> _The problem_
Taking the entries below from the top, restate each line exactly and end with the line containing "the first value".

Stored data:
■ ■ ■ ■ ■

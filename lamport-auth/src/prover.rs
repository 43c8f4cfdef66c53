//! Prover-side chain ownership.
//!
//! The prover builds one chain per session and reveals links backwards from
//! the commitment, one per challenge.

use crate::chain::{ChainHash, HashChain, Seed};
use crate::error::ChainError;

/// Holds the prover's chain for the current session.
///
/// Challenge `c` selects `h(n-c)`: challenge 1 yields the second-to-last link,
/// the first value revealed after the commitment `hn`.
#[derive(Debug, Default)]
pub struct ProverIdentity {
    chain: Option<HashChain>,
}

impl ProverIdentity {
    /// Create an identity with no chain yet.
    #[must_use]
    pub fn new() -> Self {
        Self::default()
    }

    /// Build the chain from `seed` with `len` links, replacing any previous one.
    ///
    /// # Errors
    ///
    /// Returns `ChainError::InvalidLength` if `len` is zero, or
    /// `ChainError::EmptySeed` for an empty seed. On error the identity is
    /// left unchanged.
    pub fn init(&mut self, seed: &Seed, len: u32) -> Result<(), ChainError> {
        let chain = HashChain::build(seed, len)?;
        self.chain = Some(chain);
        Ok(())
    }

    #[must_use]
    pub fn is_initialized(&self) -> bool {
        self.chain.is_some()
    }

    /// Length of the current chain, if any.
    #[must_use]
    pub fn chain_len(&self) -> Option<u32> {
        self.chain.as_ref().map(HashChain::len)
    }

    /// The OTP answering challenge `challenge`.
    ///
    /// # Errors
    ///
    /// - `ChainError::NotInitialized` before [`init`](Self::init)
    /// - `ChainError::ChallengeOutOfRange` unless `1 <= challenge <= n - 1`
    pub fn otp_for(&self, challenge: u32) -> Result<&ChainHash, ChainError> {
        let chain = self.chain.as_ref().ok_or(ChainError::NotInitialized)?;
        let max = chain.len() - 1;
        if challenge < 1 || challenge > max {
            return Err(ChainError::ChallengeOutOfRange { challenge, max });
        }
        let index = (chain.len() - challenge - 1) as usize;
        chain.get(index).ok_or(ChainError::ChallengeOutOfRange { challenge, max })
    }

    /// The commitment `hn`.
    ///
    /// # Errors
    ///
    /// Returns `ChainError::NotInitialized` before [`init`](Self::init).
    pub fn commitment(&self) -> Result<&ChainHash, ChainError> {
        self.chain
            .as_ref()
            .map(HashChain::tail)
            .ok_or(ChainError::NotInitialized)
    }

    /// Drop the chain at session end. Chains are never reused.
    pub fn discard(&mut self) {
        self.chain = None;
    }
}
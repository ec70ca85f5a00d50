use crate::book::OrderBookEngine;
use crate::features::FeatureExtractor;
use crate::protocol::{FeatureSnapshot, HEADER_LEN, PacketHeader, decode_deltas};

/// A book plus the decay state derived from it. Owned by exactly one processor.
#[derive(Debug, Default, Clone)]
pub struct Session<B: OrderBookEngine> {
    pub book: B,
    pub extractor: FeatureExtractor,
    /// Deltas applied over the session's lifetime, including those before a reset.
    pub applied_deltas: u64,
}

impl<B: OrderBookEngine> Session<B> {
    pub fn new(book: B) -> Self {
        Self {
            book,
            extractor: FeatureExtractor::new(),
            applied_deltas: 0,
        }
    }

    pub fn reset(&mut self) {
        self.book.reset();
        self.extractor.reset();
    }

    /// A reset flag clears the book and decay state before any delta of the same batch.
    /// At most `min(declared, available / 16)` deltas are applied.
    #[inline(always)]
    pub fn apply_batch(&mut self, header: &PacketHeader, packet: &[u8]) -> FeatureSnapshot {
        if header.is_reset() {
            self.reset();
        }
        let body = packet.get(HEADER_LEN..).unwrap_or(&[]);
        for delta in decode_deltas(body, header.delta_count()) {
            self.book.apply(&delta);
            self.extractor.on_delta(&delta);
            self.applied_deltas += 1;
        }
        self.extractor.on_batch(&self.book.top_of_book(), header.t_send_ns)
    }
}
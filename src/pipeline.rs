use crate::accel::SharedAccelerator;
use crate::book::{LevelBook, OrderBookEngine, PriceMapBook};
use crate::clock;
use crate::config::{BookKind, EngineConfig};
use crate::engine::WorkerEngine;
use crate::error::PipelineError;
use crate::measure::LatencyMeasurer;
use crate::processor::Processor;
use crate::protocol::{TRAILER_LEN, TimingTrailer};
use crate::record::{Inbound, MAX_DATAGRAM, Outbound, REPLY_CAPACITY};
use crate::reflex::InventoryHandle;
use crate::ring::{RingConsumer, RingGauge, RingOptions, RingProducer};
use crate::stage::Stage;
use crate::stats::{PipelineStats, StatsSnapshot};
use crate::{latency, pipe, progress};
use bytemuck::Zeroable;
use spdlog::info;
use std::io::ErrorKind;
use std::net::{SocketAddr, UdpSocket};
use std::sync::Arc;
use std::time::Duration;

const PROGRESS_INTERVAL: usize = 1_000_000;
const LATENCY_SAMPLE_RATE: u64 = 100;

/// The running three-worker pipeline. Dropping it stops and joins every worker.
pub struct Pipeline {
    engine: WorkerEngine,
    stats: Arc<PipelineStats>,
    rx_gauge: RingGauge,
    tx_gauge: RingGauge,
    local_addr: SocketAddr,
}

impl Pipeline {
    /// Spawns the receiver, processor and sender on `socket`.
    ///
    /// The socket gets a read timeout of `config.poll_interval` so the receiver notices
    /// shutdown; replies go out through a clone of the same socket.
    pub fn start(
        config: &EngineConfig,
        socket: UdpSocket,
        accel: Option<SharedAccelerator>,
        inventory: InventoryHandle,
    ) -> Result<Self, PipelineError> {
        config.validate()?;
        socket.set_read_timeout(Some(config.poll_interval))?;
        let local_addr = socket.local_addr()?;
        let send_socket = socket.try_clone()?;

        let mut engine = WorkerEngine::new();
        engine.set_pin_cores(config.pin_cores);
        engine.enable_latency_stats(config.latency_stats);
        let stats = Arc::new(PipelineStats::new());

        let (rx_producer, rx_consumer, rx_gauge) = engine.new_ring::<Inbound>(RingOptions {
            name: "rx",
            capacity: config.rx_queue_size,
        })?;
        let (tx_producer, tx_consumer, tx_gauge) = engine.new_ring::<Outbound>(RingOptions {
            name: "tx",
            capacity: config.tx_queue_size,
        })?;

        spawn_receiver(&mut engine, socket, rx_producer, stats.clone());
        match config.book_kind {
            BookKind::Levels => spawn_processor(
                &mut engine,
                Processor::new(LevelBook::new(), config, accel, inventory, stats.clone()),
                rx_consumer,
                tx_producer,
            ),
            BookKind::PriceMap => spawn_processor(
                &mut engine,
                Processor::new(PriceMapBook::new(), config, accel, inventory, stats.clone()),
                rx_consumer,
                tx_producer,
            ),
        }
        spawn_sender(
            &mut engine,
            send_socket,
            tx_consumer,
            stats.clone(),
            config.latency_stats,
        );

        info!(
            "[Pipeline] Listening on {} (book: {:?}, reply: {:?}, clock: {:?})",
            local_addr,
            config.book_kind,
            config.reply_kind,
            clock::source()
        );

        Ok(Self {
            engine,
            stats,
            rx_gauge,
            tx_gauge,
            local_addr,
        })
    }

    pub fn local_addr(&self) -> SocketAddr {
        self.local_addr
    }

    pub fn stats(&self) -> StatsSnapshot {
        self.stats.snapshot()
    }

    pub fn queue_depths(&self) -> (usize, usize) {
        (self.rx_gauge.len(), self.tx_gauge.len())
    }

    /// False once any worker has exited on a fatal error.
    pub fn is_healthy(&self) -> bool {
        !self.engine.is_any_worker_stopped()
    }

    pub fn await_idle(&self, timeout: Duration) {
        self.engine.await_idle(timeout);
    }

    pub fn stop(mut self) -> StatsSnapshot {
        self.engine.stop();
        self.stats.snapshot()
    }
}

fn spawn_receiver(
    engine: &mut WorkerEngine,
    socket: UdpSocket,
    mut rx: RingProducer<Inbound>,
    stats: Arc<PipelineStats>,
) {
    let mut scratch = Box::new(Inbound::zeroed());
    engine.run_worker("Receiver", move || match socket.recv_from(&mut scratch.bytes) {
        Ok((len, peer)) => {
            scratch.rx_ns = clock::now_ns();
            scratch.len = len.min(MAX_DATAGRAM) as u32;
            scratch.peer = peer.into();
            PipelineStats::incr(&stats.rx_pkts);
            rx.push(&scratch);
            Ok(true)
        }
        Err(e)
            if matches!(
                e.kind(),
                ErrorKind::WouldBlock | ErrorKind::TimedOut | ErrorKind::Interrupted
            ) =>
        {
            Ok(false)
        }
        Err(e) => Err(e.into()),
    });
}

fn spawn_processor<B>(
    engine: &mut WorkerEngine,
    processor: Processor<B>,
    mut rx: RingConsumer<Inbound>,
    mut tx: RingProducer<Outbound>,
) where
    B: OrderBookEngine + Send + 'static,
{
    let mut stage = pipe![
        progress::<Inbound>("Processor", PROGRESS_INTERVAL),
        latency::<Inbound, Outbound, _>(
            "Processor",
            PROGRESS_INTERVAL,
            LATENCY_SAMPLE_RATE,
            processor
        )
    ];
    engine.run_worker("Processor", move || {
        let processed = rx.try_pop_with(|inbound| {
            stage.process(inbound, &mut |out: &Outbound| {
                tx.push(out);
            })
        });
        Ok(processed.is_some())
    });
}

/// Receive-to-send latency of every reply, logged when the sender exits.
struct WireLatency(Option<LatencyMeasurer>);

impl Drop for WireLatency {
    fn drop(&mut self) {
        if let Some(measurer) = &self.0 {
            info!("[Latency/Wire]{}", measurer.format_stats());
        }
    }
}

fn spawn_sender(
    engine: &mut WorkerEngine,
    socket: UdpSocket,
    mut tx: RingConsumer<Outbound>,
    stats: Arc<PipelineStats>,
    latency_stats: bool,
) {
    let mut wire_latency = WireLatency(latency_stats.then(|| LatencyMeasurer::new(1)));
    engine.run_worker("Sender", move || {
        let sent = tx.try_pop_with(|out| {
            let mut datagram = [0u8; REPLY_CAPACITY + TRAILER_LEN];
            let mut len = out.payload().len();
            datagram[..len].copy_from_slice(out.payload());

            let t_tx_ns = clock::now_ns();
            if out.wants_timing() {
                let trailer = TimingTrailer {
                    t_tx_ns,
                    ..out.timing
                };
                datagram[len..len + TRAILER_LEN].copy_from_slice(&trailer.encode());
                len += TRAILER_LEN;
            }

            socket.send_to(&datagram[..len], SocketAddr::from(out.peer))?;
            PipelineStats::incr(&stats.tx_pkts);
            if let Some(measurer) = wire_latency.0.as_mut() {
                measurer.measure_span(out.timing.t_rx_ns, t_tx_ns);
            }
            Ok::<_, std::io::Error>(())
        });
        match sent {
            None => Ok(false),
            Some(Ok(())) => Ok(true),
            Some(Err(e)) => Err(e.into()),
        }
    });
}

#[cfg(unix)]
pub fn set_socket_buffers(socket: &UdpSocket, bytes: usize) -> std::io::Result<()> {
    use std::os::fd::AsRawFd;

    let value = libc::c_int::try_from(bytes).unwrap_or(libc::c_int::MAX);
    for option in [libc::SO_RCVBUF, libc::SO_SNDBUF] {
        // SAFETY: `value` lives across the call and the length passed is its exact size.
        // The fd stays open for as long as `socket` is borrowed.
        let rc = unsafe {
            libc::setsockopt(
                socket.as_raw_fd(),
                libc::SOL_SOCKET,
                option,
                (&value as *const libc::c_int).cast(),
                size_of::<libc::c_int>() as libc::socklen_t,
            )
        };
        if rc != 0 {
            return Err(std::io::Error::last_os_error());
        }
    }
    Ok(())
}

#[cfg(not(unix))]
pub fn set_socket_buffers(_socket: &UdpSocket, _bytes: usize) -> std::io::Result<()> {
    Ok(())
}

■ ■ ■ ■ ■

> _Solution_
filename lamport-auth/src/prover.rs
repository 43c8f4cfdef66c53
//! Prover-side chain ownership.
//!
//! The prover builds one chain per session and reveals links backwards from
//! the commitment, one per challenge.

use crate::chain::{ChainHash, HashChain, Seed};
use crate::error::ChainError;

/// Holds the prover's chain for the current session.
///
/// Challenge `c` selects `h(n-c)`: challenge 1 yields the second-to-last link,
/// the first value revealed after the commitment `hn`.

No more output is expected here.